Ein positives Bild im Ausland ist kein Selbstläufer, nichts worauf man sich ausruhen könnte. Was können Institutionen wie die GIZ tun, damit auch eine weitere Außenblick-Studie wieder ein überwiegend positives Deutschland-Bild im Ausland zeigt? 
Unser wichtigster Beitrag zu einem positiven Bild im Ausland liegt darin, dass wir gute Arbeit in der konkreten Zusammenarbeit vor Ort leisten. Aber das Deutschlandbild wird natürlich nicht von einzelnen Organisationen geprägt, sondern von der Vielzahl der Akteurinnen und Akteure aus Politik, Wirtschaft und Zivilgesellschaft. Auch diese starke Vernetzung Deutschlands mit vielen Partnerländern wird aus internationaler Sicht immer wieder hervorgehoben. Solange wir diese Netzwerke pflegen und partnerschaftlich gestalten, wird dies auch Wertschätzung erfahren. 
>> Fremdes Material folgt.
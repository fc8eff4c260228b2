//! LLM integration for analysis planning.
//!
//! The model receives the task plus retrieved context and answers with a JSON
//! analysis plan. OpenAI and Gemini are supported.

mod client;
mod response;

pub use client::{
    prompts, LlmBackend, LlmClient, LlmConfig, LlmError, LlmProvider, MockLlmClient,
};
pub use response::extract_json_value;
//! Folder, tag, and sharing handlers.
//!
//! Everything here is owner-scoped: folders and tags belong to the caller,
//! and share grants are managed through ownership of the underlying note.

use axum::{
    extract::{Path, State},
    http::StatusCode,
    Json,
};
use serde::Deserialize;
use utoipa::ToSchema;
use uuid::Uuid;

use quill_core::{
    is_valid_email, CreateShareRequest, Folder, FolderRepository, FolderWithNotes, Note,
    NoteRepository, NoteShare, ServerEvent, SharePermission, ShareRepository, Tag, TagRepository,
    TagWithNotes,
};

use super::notes::owned_note;
use crate::{ApiError, AppState, AuthUser};

// =============================================================================
// REQUEST TYPES
// =============================================================================

/// Request body for creating a folder.
#[derive(Debug, Deserialize, ToSchema)]
#[serde(rename_all = "camelCase")]
pub struct CreateFolderRequest {
    pub name: String,
}

/// Request body for creating a tag.
#[derive(Debug, Deserialize, ToSchema)]
#[serde(rename_all = "camelCase")]
pub struct CreateTagRequest {
    pub name: String,
}

/// Request body for replacing a note's tag set.
#[derive(Debug, Deserialize, ToSchema)]
#[serde(rename_all = "camelCase")]
pub struct SetNoteTagsRequest {
    /// The complete new tag set; an empty list clears all tags.
    pub tag_ids: Vec<Uuid>,
}

/// Request body for moving a note between folders.
#[derive(Debug, Deserialize, ToSchema)]
#[serde(rename_all = "camelCase")]
pub struct SetNoteFolderRequest {
    /// Target folder, or null to unfile the note.
    pub folder_id: Option<Uuid>,
}

/// Request body for sharing a note.
#[derive(Debug, Deserialize, ToSchema)]
#[serde(rename_all = "camelCase")]
pub struct ShareNoteRequest {
    /// Recipient email. Not required to have an account.
    pub shared_with: String,
    /// "view" (default) or "edit".
    pub permission: Option<String>,
}

// =============================================================================
// FOLDER HANDLERS
// =============================================================================

/// Create a folder owned by the caller.
#[utoipa::path(
    post,
    path = "/api/features/folders",
    tag = "Features",
    security(("bearer_auth" = [])),
    request_body = CreateFolderRequest,
    responses(
        (status = 201, description = "Folder created", body = Folder),
        (status = 400, description = "Invalid folder name"),
        (status = 401, description = "Not authenticated"),
    )
)]
pub async fn create_folder(
    State(state): State<AppState>,
    user: AuthUser,
    Json(req): Json<CreateFolderRequest>,
) -> Result<(StatusCode, Json<Folder>), ApiError> {
    let folder = state.db.folders.insert(user.user_id, &req.name).await?;
    Ok((StatusCode::CREATED, Json(folder)))
}

/// List the caller's folders, each with its member notes.
#[utoipa::path(
    get,
    path = "/api/features/folders",
    tag = "Features",
    security(("bearer_auth" = [])),
    responses(
        (status = 200, description = "The caller's folders", body = [FolderWithNotes]),
        (status = 401, description = "Not authenticated"),
    )
)]
pub async fn list_folders(
    State(state): State<AppState>,
    user: AuthUser,
) -> Result<Json<Vec<FolderWithNotes>>, ApiError> {
    let folders = state.db.folders.list_for_owner(user.user_id).await?;
    Ok(Json(folders))
}

/// Delete a folder. Member notes are unfiled, not deleted.
#[utoipa::path(
    delete,
    path = "/api/features/folders/{id}",
    tag = "Features",
    security(("bearer_auth" = [])),
    params(("id" = Uuid, Path, description = "Folder id")),
    responses(
        (status = 204, description = "Deleted"),
        (status = 403, description = "Not the owner"),
        (status = 404, description = "No such folder"),
    )
)]
pub async fn delete_folder(
    State(state): State<AppState>,
    user: AuthUser,
    Path(id): Path<Uuid>,
) -> Result<StatusCode, ApiError> {
    owned_folder(&state, id, user.user_id).await?;
    state.db.folders.delete(id).await?;
    Ok(StatusCode::NO_CONTENT)
}

// =============================================================================
// TAG HANDLERS
// =============================================================================

/// Create a tag owned by the caller. Tag names are unique per owner.
#[utoipa::path(
    post,
    path = "/api/features/tags",
    tag = "Features",
    security(("bearer_auth" = [])),
    request_body = CreateTagRequest,
    responses(
        (status = 201, description = "Tag created", body = Tag),
        (status = 400, description = "Invalid tag name"),
        (status = 401, description = "Not authenticated"),
        (status = 409, description = "Tag name already in use"),
    )
)]
pub async fn create_tag(
    State(state): State<AppState>,
    user: AuthUser,
    Json(req): Json<CreateTagRequest>,
) -> Result<(StatusCode, Json<Tag>), ApiError> {
    let tag = state.db.tags.insert(user.user_id, &req.name).await?;
    Ok((StatusCode::CREATED, Json(tag)))
}

/// List the caller's tags, each with the notes it is applied to.
#[utoipa::path(
    get,
    path = "/api/features/tags",
    tag = "Features",
    security(("bearer_auth" = [])),
    responses(
        (status = 200, description = "The caller's tags", body = [TagWithNotes]),
        (status = 401, description = "Not authenticated"),
    )
)]
pub async fn list_tags(
    State(state): State<AppState>,
    user: AuthUser,
) -> Result<Json<Vec<TagWithNotes>>, ApiError> {
    let tags = state.db.tags.list_for_owner(user.user_id).await?;
    Ok(Json(tags))
}

/// Delete a tag, removing it from every note that carries it.
#[utoipa::path(
    delete,
    path = "/api/features/tags/{id}",
    tag = "Features",
    security(("bearer_auth" = [])),
    params(("id" = Uuid, Path, description = "Tag id")),
    responses(
        (status = 204, description = "Deleted"),
        (status = 403, description = "Not the owner"),
        (status = 404, description = "No such tag"),
    )
)]
pub async fn delete_tag(
    State(state): State<AppState>,
    user: AuthUser,
    Path(id): Path<Uuid>,
) -> Result<StatusCode, ApiError> {
    let tag = state
        .db
        .tags
        .get(id)
        .await?
        .ok_or_else(|| ApiError::NotFound(format!("Tag not found: {}", id)))?;
    if tag.owner_id != user.user_id {
        return Err(ApiError::Forbidden("not the tag owner".to_string()));
    }
    state.db.tags.delete(id).await?;
    Ok(StatusCode::NO_CONTENT)
}

/// Replace a note's tag set.
///
/// Full-replace semantics: tags absent from `tagIds` are removed, new ones
/// are attached, and an empty list clears the note. Every tag must exist and
/// belong to the caller.
#[utoipa::path(
    put,
    path = "/api/features/notes/{id}/tags",
    tag = "Features",
    security(("bearer_auth" = [])),
    params(("id" = Uuid, Path, description = "Note id")),
    request_body = SetNoteTagsRequest,
    responses(
        (status = 200, description = "The note's new tag set", body = [Tag]),
        (status = 403, description = "Not the note owner"),
        (status = 404, description = "No such note, or a tag is missing or not the caller's"),
    )
)]
pub async fn set_note_tags(
    State(state): State<AppState>,
    user: AuthUser,
    Path(id): Path<Uuid>,
    Json(req): Json<SetNoteTagsRequest>,
) -> Result<Json<Vec<Tag>>, ApiError> {
    owned_note(&state, id, user.user_id).await?;
    let tags = state
        .db
        .tags
        .set_for_note(id, user.user_id, &req.tag_ids)
        .await?;
    Ok(Json(tags))
}

/// Move a note into a folder, or unfile it with a null folder id.
#[utoipa::path(
    put,
    path = "/api/features/notes/{id}/folder",
    tag = "Features",
    security(("bearer_auth" = [])),
    params(("id" = Uuid, Path, description = "Note id")),
    request_body = SetNoteFolderRequest,
    responses(
        (status = 200, description = "The moved note", body = Note),
        (status = 403, description = "Not the note or folder owner"),
        (status = 404, description = "No such note or folder"),
    )
)]
pub async fn set_note_folder(
    State(state): State<AppState>,
    user: AuthUser,
    Path(id): Path<Uuid>,
    Json(req): Json<SetNoteFolderRequest>,
) -> Result<Json<Note>, ApiError> {
    owned_note(&state, id, user.user_id).await?;
    if let Some(folder_id) = req.folder_id {
        owned_folder(&state, folder_id, user.user_id).await?;
    }
    let note = state.db.notes.set_folder(id, req.folder_id).await?;
    Ok(Json(note))
}

// =============================================================================
// SHARE HANDLERS
// =============================================================================

/// Share a note with a recipient email.
///
/// Re-sharing with the same recipient updates the permission instead of
/// creating a second grant.
#[utoipa::path(
    post,
    path = "/api/features/notes/{id}/share",
    tag = "Features",
    security(("bearer_auth" = [])),
    params(("id" = Uuid, Path, description = "Note id")),
    request_body = ShareNoteRequest,
    responses(
        (status = 201, description = "Share grant", body = NoteShare),
        (status = 400, description = "Invalid recipient or permission"),
        (status = 403, description = "Not the note owner"),
        (status = 404, description = "No such note"),
    )
)]
pub async fn share_note(
    State(state): State<AppState>,
    user: AuthUser,
    Path(id): Path<Uuid>,
    Json(req): Json<ShareNoteRequest>,
) -> Result<(StatusCode, Json<NoteShare>), ApiError> {
    let shared_with = req.shared_with.trim();
    if !is_valid_email(shared_with) {
        return Err(ApiError::BadRequest(
            "invalid recipient email".to_string(),
        ));
    }
    let permission = match req.permission.as_deref() {
        None => SharePermission::default(),
        Some(p) => SharePermission::parse(p)
            .ok_or_else(|| ApiError::BadRequest(format!("unknown permission '{}'", p)))?,
    };

    owned_note(&state, id, user.user_id).await?;

    let share = state
        .db
        .shares
        .upsert(CreateShareRequest {
            note_id: id,
            shared_with: shared_with.to_string(),
            permission,
        })
        .await?;

    state.event_bus.emit(ServerEvent::NoteShared {
        note_id: id,
        shared_with: share.shared_with.clone(),
        permission: share.permission.to_string(),
    });

    Ok((StatusCode::CREATED, Json(share)))
}

/// List the share grants on a note. Owner only.
#[utoipa::path(
    get,
    path = "/api/features/notes/{id}/shares",
    tag = "Features",
    security(("bearer_auth" = [])),
    params(("id" = Uuid, Path, description = "Note id")),
    responses(
        (status = 200, description = "Shares on the note", body = [NoteShare]),
        (status = 403, description = "Not the note owner"),
        (status = 404, description = "No such note"),
    )
)]
pub async fn list_shares(
    State(state): State<AppState>,
    user: AuthUser,
    Path(id): Path<Uuid>,
) -> Result<Json<Vec<NoteShare>>, ApiError> {
    owned_note(&state, id, user.user_id).await?;
    let shares = state.db.shares.list_for_note(id).await?;
    Ok(Json(shares))
}

/// Revoke a share grant. Authorized through ownership of the shared note.
#[utoipa::path(
    delete,
    path = "/api/features/shares/{id}",
    tag = "Features",
    security(("bearer_auth" = [])),
    params(("id" = Uuid, Path, description = "Share id")),
    responses(
        (status = 204, description = "Revoked"),
        (status = 403, description = "Not the note owner"),
        (status = 404, description = "No such share"),
    )
)]
pub async fn revoke_share(
    State(state): State<AppState>,
    user: AuthUser,
    Path(id): Path<Uuid>,
) -> Result<StatusCode, ApiError> {
    let share = state
        .db
        .shares
        .get(id)
        .await?
        .ok_or_else(|| ApiError::NotFound(format!("Share not found: {}", id)))?;
    owned_note(&state, share.note_id, user.user_id).await?;
    state.db.shares.delete(id).await?;
    Ok(StatusCode::NO_CONTENT)
}

// =============================================================================
// HELPERS
// =============================================================================

async fn owned_folder(state: &AppState, folder_id: Uuid, user_id: Uuid) -> Result<Folder, ApiError> {
    let folder = state
        .db
        .folders
        .get(folder_id)
        .await?
        .ok_or_else(|| ApiError::NotFound(format!("Folder not found: {}", folder_id)))?;
    if folder.owner_id != user_id {
        return Err(ApiError::Forbidden("not the folder owner".to_string()));
    }
    Ok(folder)
}

#[cfg(test)]
mod tests {
    use super::*;
    use crate::test_support;

    #[tokio::test]
    async fn test_share_rejects_invalid_recipient() {
        let state = test_support::lazy_state();
        let err = share_note(
            State(state),
            test_support::caller(),
            Path(Uuid::new_v4()),
            Json(ShareNoteRequest {
                shared_with: "not-an-email".to_string(),
                permission: None,
            }),
        )
        .await
        .unwrap_err();
        assert!(matches!(err, ApiError::BadRequest(msg) if msg.contains("recipient")));
    }

    #[tokio::test]
    async fn test_share_rejects_unknown_permission() {
        let state = test_support::lazy_state();
        let err = share_note(
            State(state),
            test_support::caller(),
            Path(Uuid::new_v4()),
            Json(ShareNoteRequest {
                shared_with: "friend@example.com".to_string(),
                permission: Some("owner".to_string()),
            }),
        )
        .await
        .unwrap_err();
        assert!(matches!(err, ApiError::BadRequest(msg) if msg.contains("owner")));
    }

    #[test]
    fn test_share_request_accepts_camel_case() {
        let req: ShareNoteRequest =
            serde_json::from_str(r#"{"sharedWith":"x@y.co","permission":"edit"}"#).unwrap();
        assert_eq!(req.shared_with, "x@y.co");
        assert_eq!(req.permission.as_deref(), Some("edit"));
    }

    #[test]
    fn test_set_tags_request_accepts_empty_list() {
        let req: SetNoteTagsRequest = serde_json::from_str(r#"{"tagIds":[]}"#).unwrap();
        assert!(req.tag_ids.is_empty());
    }

    #[test]
    fn test_set_folder_request_accepts_null() {
        let req: SetNoteFolderRequest = serde_json::from_str(r#"{"folderId":null}"#).unwrap();
        assert!(req.folder_id.is_none());
    }
}
//! Event-bus consumer that turns server events into outbound email.

use std::sync::Arc;

use tracing::warn;

use quill_core::{defaults, EventBus, ServerEvent};

use crate::mailer::Mailer;
use crate::templates::{NoteCreatedEmail, WelcomeEmail};

/// Consume the event bus and send notification email until the bus closes.
///
/// Spawned once at boot. Each send runs on its own task so a slow SMTP
/// server never backs up the receive loop. Failed sends are logged and
/// dropped.
pub async fn run_dispatcher(event_bus: Arc<EventBus>, mailer: Mailer) {
    let app_url = std::env::var("APP_URL").unwrap_or_else(|_| defaults::APP_URL.to_string());

    let mut rx = event_bus.subscribe();
    // Keep only the receiver. Holding the bus here would keep its sender
    // alive and the Closed signal could never arrive.
    drop(event_bus);
    loop {
        match rx.recv().await {
            Ok(event) => dispatch(&mailer, &app_url, event),
            Err(tokio::sync::broadcast::error::RecvError::Lagged(n)) => {
                warn!(missed = n, "Email dispatcher lagged");
            }
            Err(tokio::sync::broadcast::error::RecvError::Closed) => break,
        }
    }
}

fn dispatch(mailer: &Mailer, app_url: &str, event: ServerEvent) {
    match event {
        ServerEvent::UserRegistered {
            email, first_name, ..
        } => {
            let mailer = mailer.clone();
            let message = WelcomeEmail { first_name };
            tokio::spawn(async move {
                if let Err(e) = mailer.send(&email, &message.subject(), message.body()).await {
                    warn!(error = %e, to = %email, "Failed to send welcome email");
                }
            });
        }
        ServerEvent::NoteCreated {
            note_id,
            owner_email,
            title,
            ..
        } => {
            let mailer = mailer.clone();
            let message = NoteCreatedEmail {
                title,
                note_id,
                app_url: app_url.to_string(),
            };
            tokio::spawn(async move {
                if let Err(e) = mailer
                    .send(&owner_email, &message.subject(), message.body())
                    .await
                {
                    warn!(error = %e, to = %owner_email, "Failed to send note-created email");
                }
            });
        }
        // Updates, deletes and shares are not mailed.
        _ => {}
    }
}

#[cfg(test)]
mod tests {
    use super::*;
    use std::time::Duration;
    use uuid::Uuid;

    #[tokio::test]
    async fn test_dispatcher_exits_when_bus_closes() {
        let bus = Arc::new(EventBus::new(32));
        let handle = tokio::spawn(run_dispatcher(bus.clone(), Mailer::disabled()));

        bus.emit(ServerEvent::UserRegistered {
            user_id: Uuid::nil(),
            email: "new@example.com".to_string(),
            first_name: "New".to_string(),
        });

        // Let the dispatcher drain, then close the bus by dropping the sender.
        tokio::time::sleep(Duration::from_millis(50)).await;
        drop(bus);

        tokio::time::timeout(Duration::from_secs(1), handle)
            .await
            .expect("dispatcher should exit after bus close")
            .unwrap();
    }

    #[tokio::test]
    async fn test_dispatcher_ignores_unmailed_events() {
        let bus = Arc::new(EventBus::new(32));
        let handle = tokio::spawn(run_dispatcher(bus.clone(), Mailer::disabled()));

        bus.emit(ServerEvent::NoteUpdated {
            note_id: Uuid::nil(),
            owner_id: Uuid::nil(),
        });
        bus.emit(ServerEvent::NoteDeleted {
            note_id: Uuid::nil(),
            owner_id: Uuid::nil(),
        });
        bus.emit(ServerEvent::NoteShared {
            note_id: Uuid::nil(),
            shared_with: "peer@example.com".to_string(),
            permission: "view".to_string(),
        });

        tokio::time::sleep(Duration::from_millis(50)).await;
        drop(bus);

        tokio::time::timeout(Duration::from_secs(1), handle)
            .await
            .expect("dispatcher should exit after bus close")
            .unwrap();
    }

    #[tokio::test]
    async fn test_dispatcher_survives_bad_recipient() {
        let bus = Arc::new(EventBus::new(32));
        let handle = tokio::spawn(run_dispatcher(bus.clone(), Mailer::disabled()));

        // Composes to an invalid mailbox; the send task logs and drops.
        bus.emit(ServerEvent::NoteCreated {
            note_id: Uuid::nil(),
            owner_id: Uuid::nil(),
            owner_email: "not an address".to_string(),
            title: "Broken".to_string(),
        });
        // A later good event still flows.
        bus.emit(ServerEvent::UserRegistered {
            user_id: Uuid::nil(),
            email: "fine@example.com".to_string(),
            first_name: "Fine".to_string(),
        });

        tokio::time::sleep(Duration::from_millis(50)).await;
        drop(bus);

        tokio::time::timeout(Duration::from_secs(1), handle)
            .await
            .expect("dispatcher should exit after bus close")
            .unwrap();
    }
}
Die drei größten international agierenden Mittlerorganisationen Deutschlands haben sich bei dieser Studie zusammengetan. Wie bewerten Sie den Mehrwert der Zusammenarbeit?

Sehr früh nach dem Beginn der Pandemie haben die Mittlerorganisationen ihre Zusammenarbeit und ihren Austausch zu den Herausforderungen der Pandemie für unsere Arbeit intensiviert. Die Studie ist nur ein Projekt dieser verstärkten Zusammenarbeit, wenngleich es als ein weit sichtbarer Leuchtturm dieser Kooperation gesehen werden kann. Der Mehrwert lässt sich an drei Punkten aufzeigen: Bei der Entwicklung des Studiendesigns konnten wir über die unterschiedlichen Perspektiven der Organisationen ein Mehr an Qualität erarbeiten. Bei der Erhebung der Daten hatten wir uneingeschränkten Zugang zu den unterschiedlichen weltweiten Netzwerken. Und schließlich sind wir überzeugt, dass wir durch dieses Zusammenwirken mehr Aufmerksamkeit für die Ergebnisse der Studie bekommen. Und ganz persönlich kann ich noch anmerken, dass ich die Energie, Effizienz und Kompetenz dieser Zusammenarbeit als sehr bereichernd empfand. 

Im Juli 2021 haben der DAAD und die GIZ ein Kooperationsabkommen geschlossen. Was beinhaltet dieses?
Mit diesem Kooperationsabkommen wird die langjährige Zusammenarbeit zwischen DAAD und GIZ weiter vertieft. Neben gemeinsamen Projekten enthält das Kooperationsabkommen auch Überlegungen zur verstärkten Vermittlung der besonderen Bedeutung von Hochschulzusammenarbeit für die Erreichung der Nachhaltigkeitsziele der Vereinten Nationen (Sustainable Development Goals – SDG). Ich denke, die Ergebnisse der Studie „Außenblick“ zur Wahrnehmung des deutschen Hochschulwesens können auch für die Sensibilisierung zu diesem Thema nützlich sein.

Die Fragen stellte Birk Grüling. (22. Juli 2021)

Weitere Informationen

Die Deutsche Gesellschaft für Internationale Zusammenarbeit (GIZ) GmbH ist ein weltweit tätiges Bundesunternehmen. Sie unterstützt die Bundesregierung in der internationalen Zusammenarbeit für nachhaltige Entwicklung und in der internationalen Bildungsarbeit. Die GIZ trägt dazu bei, dass Menschen und Gesellschaften eigene Perspektiven entwickeln und ihre Lebensbedingungen verbessern.